Thursday, March 29, 2007

Shellfisherman to search new spot for oysters, clams

Some local Long Island issues, courtest the Greenwich Time

Staff Writer

Published March 27 2007

After more than 200 years of sifting Long Island Sound's sandy floor from canoes, skipjacks, steam engines and trawlers, shellfishermen say they've figured out which areas yield the meatiest, most abundant oyster and clam crops.

The prized underwater beds are privately owned or leased from the state Department of Agriculture, and are sold from generation to generation of shellfisherman.

So its rare for a shellfisherman to do what Greenwich's Jardar Nygaard is proposing--seek to farm unclaimed and unproven acreage.

"There's a risk. There is absolutely a risk involved, but you're making an informed decision when you do this," said Nygaard, owner of Fjord Fisheries seafood shop in Cos Cob. "You're going to be right to some extent and you really just risk what you feel it's worth."

Nygaard is seeking to lease two plots in the Sound, totaling about 183 acres and located a few thousand feet southeast of Greenwich Point. To farm the plots, Nygaard checked with the agriculture department's Milford-based Aquaculture Bureau to make sure the sites are available. The bureau then advertised Nygaard's intentions and called for bids to lease the property.

Bids must be at least $4 per acre per year and are due Monday. If he wins the leases, Nygaard said, he intends to start farming the plots right away, with a goal of selling clams.

What he's doing is highly unusual in the world of shellfishing, said David Carey, the bureau's director.

"The leases are automatically renewed at the choice of the lessee, if he meets the terms and conditions. That's why we only get about 10 new applications a year," Carey said."You'd think that shellfishermen, between (the year) 1800 and last year, have pretty much picked out the best areas."

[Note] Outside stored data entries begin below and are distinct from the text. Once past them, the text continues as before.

//! Configuration loading and management
//!
//! Configuration is loaded from `~/.config/sitelens/config.toml`
//!
//! This module follows the XDG Base Directory Specification:
//! - Config: `$XDG_CONFIG_HOME/sitelens/` (~/.config/sitelens/)
//! - State/Logs: `$XDG_STATE_HOME/sitelens/` (~/.local/state/sitelens/)

use crate::analytics::{SourceEstimate, SourceEstimates};
use crate::error::{Error, Result};
use serde::Deserialize;
use std::collections::HashMap;
use std::path::{Path, PathBuf};
use std::time::Duration;

/// Returns a best-effort home directory path.
fn home_dir() -> PathBuf {
    std::env::var_os("HOME")
        .map(PathBuf::from)
        .or_else(dirs::home_dir)
        .unwrap_or_else(|| PathBuf::from("."))
}

/// Returns XDG_CONFIG_HOME or ~/.config
fn xdg_config_home() -> PathBuf {
    std::env::var("XDG_CONFIG_HOME")
        .map(PathBuf::from)
        .unwrap_or_else(|_| home_dir().join(".config"))
}

/// Returns XDG_STATE_HOME or ~/.local/state
fn xdg_state_home() -> PathBuf {
    std::env::var("XDG_STATE_HOME")
        .map(PathBuf::from)
        .unwrap_or_else(|_| home_dir().join(".local/state"))
}

/// Main configuration struct
#[derive(Debug, Deserialize, Default)]
pub struct Config {
    /// Aggregation and caching configuration
    #[serde(default)]
    pub analytics: AnalyticsConfig,

    /// Traffic-source cost/conversion estimates
    #[serde(default)]
    pub attribution: AttributionConfig,

    /// Remote recommendation backend (optional)
    #[serde(default)]
    pub recommendations: RecommendationConfig,

    /// Event store HTTP adapter
    #[serde(default)]
    pub event_store: EventStoreConfig,

    /// Logging configuration
    #[serde(default)]
    pub logging: LoggingConfig,
}

/// Upper bound for `analytics.session_gap_secs` (one day)
pub const MAX_SESSION_GAP_SECS: u64 = 86_400;

/// Upper bound for `analytics.lookback_days` (ten years)
pub const MAX_LOOKBACK_DAYS: u32 = 3650;

/// Aggregation and caching configuration
#[derive(Debug, Deserialize, Clone)]
pub struct AnalyticsConfig {
    /// Inactivity gap that splits sessions
    #[serde(default = "default_session_gap_secs")]
    pub session_gap_secs: u64,

    /// How long computed aggregates stay cached
    #[serde(default = "default_cache_ttl_secs")]
    pub cache_ttl_secs: u64,

    /// Number of exit pages reported
    #[serde(default = "default_exit_page_limit")]
    pub exit_page_limit: usize,

    /// Maximum funnel depth
    #[serde(default = "default_funnel_max_stages")]
    pub funnel_max_stages: usize,

    /// Length of the older window used to detect returning visitors
    #[serde(default = "default_lookback_days")]
    pub lookback_days: u32,
}

impl Default for AnalyticsConfig {
    fn default() -> Self {
        Self {
            session_gap_secs: default_session_gap_secs(),
            cache_ttl_secs: default_cache_ttl_secs(),
            exit_page_limit: default_exit_page_limit(),
            funnel_max_stages: default_funnel_max_stages(),
            lookback_days: default_lookback_days(),
        }
    }
}

impl AnalyticsConfig {
    pub fn cache_ttl(&self) -> Duration {
        Duration::from_secs(self.cache_ttl_secs)
    }

    pub fn lookback(&self) -> chrono::Duration {
        chrono::Duration::days(self.lookback_days as i64)
    }

    /// Validate configuration, returning error message if invalid
    pub fn validate(&self) -> Result<()> {
        if self.session_gap_secs == 0 {
            return Err(Error::Config(
                "analytics.session_gap_secs must be greater than 0".to_string(),
            ));
        }
        if self.session_gap_secs > MAX_SESSION_GAP_SECS {
            return Err(Error::Config(format!(
                "analytics.session_gap_secs must be at most {}",
                MAX_SESSION_GAP_SECS
            )));
        }
        if self.lookback_days > MAX_LOOKBACK_DAYS {
            return Err(Error::Config(format!(
                "analytics.lookback_days must be at most {}",
                MAX_LOOKBACK_DAYS
            )));
        }
        if self.funnel_max_stages == 0 {
            return Err(Error::Config(
                "analytics.funnel_max_stages must be greater than 0".to_string(),
            ));
        }
        Ok(())
    }
}

fn default_session_gap_secs() -> u64 {
    1800
}

fn default_cache_ttl_secs() -> u64 {
    30
}

fn default_exit_page_limit() -> usize {
    10
}

fn default_funnel_max_stages() -> usize {
    4
}

fn default_lookback_days() -> u32 {
    30
}

/// Overrides for the built-in traffic-source estimates
///
/// ```toml
/// [attribution]
/// average_order_value = 80.0
///
/// [attribution.sources.partner]
/// cost_per_acquisition = 4.0
/// conversion_rate = 0.06
/// ```
#[derive(Debug, Deserialize, Clone, Default)]
pub struct AttributionConfig {
    /// Assumed value of one conversion
    pub average_order_value: Option<f64>,

    /// Estimate used for sources that match no entry
    pub fallback: Option<SourceEstimate>,

    /// Per-source overrides, merged over the built-in table
    #[serde(default)]
    pub sources: HashMap<String, SourceEstimate>,
}

impl AttributionConfig {
    /// Built-in estimates with this config applied on top.
    pub fn estimates(&self) -> SourceEstimates {
        let mut estimates = SourceEstimates::default();
        if let Some(aov) = self.average_order_value {
            estimates.average_order_value = aov;
        }
        if let Some(fallback) = self.fallback {
            estimates.fallback = fallback;
        }
        for (source, estimate) in &self.sources {
            estimates.set(source, *estimate);
        }
        estimates
    }

    /// Validate configuration, returning error message if invalid
    pub fn validate(&self) -> Result<()> {
        if matches!(self.average_order_value, Some(aov) if aov < 0.0) {
            return Err(Error::Config(
                "attribution.average_order_value must not be negative".to_string(),
            ));
        }
        let entries = self
            .sources
            .iter()
            .map(|(source, estimate)| (source.as_str(), estimate))
            .chain(self.fallback.as_ref().map(|estimate| ("fallback", estimate)));

        for (source, estimate) in entries {
            if !(0.0..=1.0).contains(&estimate.conversion_rate) {
                return Err(Error::Config(format!(
                    "attribution.sources.{source}.conversion_rate must be between 0 and 1"
                )));
            }
            if estimate.cost_per_acquisition < 0.0 {
                return Err(Error::Config(format!(
                    "attribution.sources.{source}.cost_per_acquisition must not be negative"
                )));
            }
        }
        Ok(())
    }
}

/// Remote recommendation backend configuration
///
/// When enabled, sitelens posts classification inputs to the backend and
/// falls back to local recommendations on any failure.
#[derive(Debug, Deserialize, Clone)]
pub struct RecommendationConfig {
    /// Enable/disable the remote backend
    #[serde(default)]
    pub enabled: bool,

    /// Endpoint receiving the POST (e.g., `https://api.example.com/recommendations`)
    pub endpoint: Option<String>,

    /// Bearer token
    pub api_key: Option<String>,

    /// Client-side timeout in seconds
    #[serde(default = "default_recommendation_timeout")]
    pub timeout_secs: u64,
}

impl Default for RecommendationConfig {
    fn default() -> Self {
        Self {
            enabled: false,
            endpoint: None,
            api_key: None,
            timeout_secs: default_recommendation_timeout(),
        }
    }
}

impl RecommendationConfig {
    /// Check if the backend is properly configured and enabled
    pub fn is_ready(&self) -> bool {
        self.enabled && self.endpoint.is_some()
    }

    pub fn timeout(&self) -> Duration {
        Duration::from_secs(self.timeout_secs)
    }

    /// Validate configuration, returning error message if invalid
    pub fn validate(&self) -> Result<()> {
        if !self.enabled {
            return Ok(());
        }

        if self.endpoint.is_none() {
            return Err(Error::Config(
                "recommendations.endpoint is required when recommendations are enabled"
                    .to_string(),
            ));
        }
        if self.timeout_secs == 0 {
            return Err(Error::Config(
                "recommendations.timeout_secs must be greater than 0".to_string(),
            ));
        }
        Ok(())
    }
}

fn default_recommendation_timeout() -> u64 {
    12
}

/// Event store HTTP adapter configuration
#[derive(Debug, Deserialize, Clone)]
pub struct EventStoreConfig {
    /// Base URL of the event query service
    pub base_url: Option<String>,

    /// Bearer token
    pub api_key: Option<String>,

    /// HTTP request timeout in seconds
    #[serde(default = "default_event_store_timeout")]
    pub timeout_secs: u64,
}

impl Default for EventStoreConfig {
    fn default() -> Self {
        Self {
            base_url: None,
            api_key: None,
            timeout_secs: default_event_store_timeout(),
        }
    }
}

fn default_event_store_timeout() -> u64 {
    30
}

/// Logging configuration
#[derive(Debug, Deserialize)]
pub struct LoggingConfig {
    /// Log level (trace, debug, info, warn, error)
    #[serde(default = "default_log_level")]
    pub level: String,

    /// Maximum number of log files to keep
    #[serde(default = "default_max_log_files")]
    pub max_files: usize,
}

impl Default for LoggingConfig {
    fn default() -> Self {
        Self {
            level: default_log_level(),
            max_files: default_max_log_files(),
        }
    }
}

fn default_log_level() -> String {
    "info".to_string()
}

fn default_max_log_files() -> usize {
    5
}

impl Config {
    /// Load configuration from the default path
    pub fn load() -> Result<Self> {
        let config_path = Self::config_path();

        if !config_path.exists() {
            tracing::info!("No config file found at {:?}, using defaults", config_path);
            return Ok(Config::default());
        }

        Self::load_from(&config_path)
    }

    /// Load configuration from a specific path
    pub fn load_from(path: &Path) -> Result<Self> {
        let content = std::fs::read_to_string(path)
            .map_err(|e| Error::Config(format!("failed to read config file {:?}: {}", path, e)))?;

        let config: Config = toml::from_str(&content)
            .map_err(|e| Error::Config(format!("failed to parse config: {}", e)))?;

        config.validate()?;
        Ok(config)
    }

    /// Validate every section
    pub fn validate(&self) -> Result<()> {
        self.analytics.validate()?;
        self.attribution.validate()?;
        self.recommendations.validate()
    }

    /// Returns the default config file path
    ///
    /// `$XDG_CONFIG_HOME/sitelens/config.toml` (~/.config/sitelens/config.toml)
    pub fn config_path() -> PathBuf {
        xdg_config_home().join("sitelens").join("config.toml")
    }

    /// Returns the state directory path (for logs)
    ///
    /// `$XDG_STATE_HOME/sitelens/` (~/.local/state/sitelens/)
    pub fn state_dir() -> PathBuf {
        xdg_state_home().join("sitelens")
    }

    /// Returns the log file path
    ///
    /// `$XDG_STATE_HOME/sitelens/sitelens.log` (~/.local/state/sitelens/sitelens.log)
    pub fn log_path() -> PathBuf {
        Self::state_dir().join("sitelens.log")
    }
}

But the Sound has a way of surprising shellfishermen who think they've mastered the practice, said Ed Stilwagen, who works about 3,000 acres in the Sound as owner of Byram River-based Atlantic Clam Farms.

"If you're around a while you find out where the good spots are, but it changes based on the current and other conditions. It's not a totally consistent thing at all," Stilwagen said. "There's a lot of luck involved. Sometimes it's better to be in some areas than others, for reasons we don't even know about."

Even so, state officials give potential shellfishermen some time to survey the shellfishing beds they intend to lease. Under a one-day permit issued by the state Department of Environmental Protection, Ny gaard spent several hours on his hydraulic dredge last week, surveying about four of the acres he's interested in.

Nygaard, who already leases 50 acres in Greenwich and 220 in Westport, believes that eddying at high and low tides could help seeds take hold in the beds and yield shellfish in the proposed sites.

"Also, during storms, it could create large amounts of shell deposit, which is also a good environment," Nygaard said.

Still, the proposed beds --–one of which lies entirely in Greenwich, while the other straddles the Greenwich-Stamford line --–could be difficult to manage, Nygaard said. Depths vary widely from place to place and waters can be choppy most days, which makes it difficult to do the sensitive work of trawling the bottom of the Sound for clams, Nygaard said.

For Leslie Miklovich, co-owner of Hillard Bloom Shellfish in Norwalk, the only true gauge for how fertile an area is for shellfishing is history itself.

"Historically we know which grounds are the best," said Miklovich, whose business farms about 10,000 acres in the Sound and whose family has been in shellfishing since 1875. "Just history from the old-timers, that's what it's about. Over the years, everything has been tried. All these grounds have been tried before."

For Nygaard, who has long been interested in aquaculture and whose family went into salmon farming years ago, trying to find a good shellfishing crop where no one has before may offer its own rewards.

"I just think that cultivation of shellfish is a good business to be in," Nygaard said. "For one thing, it's sustainable, and basically eco-friendly."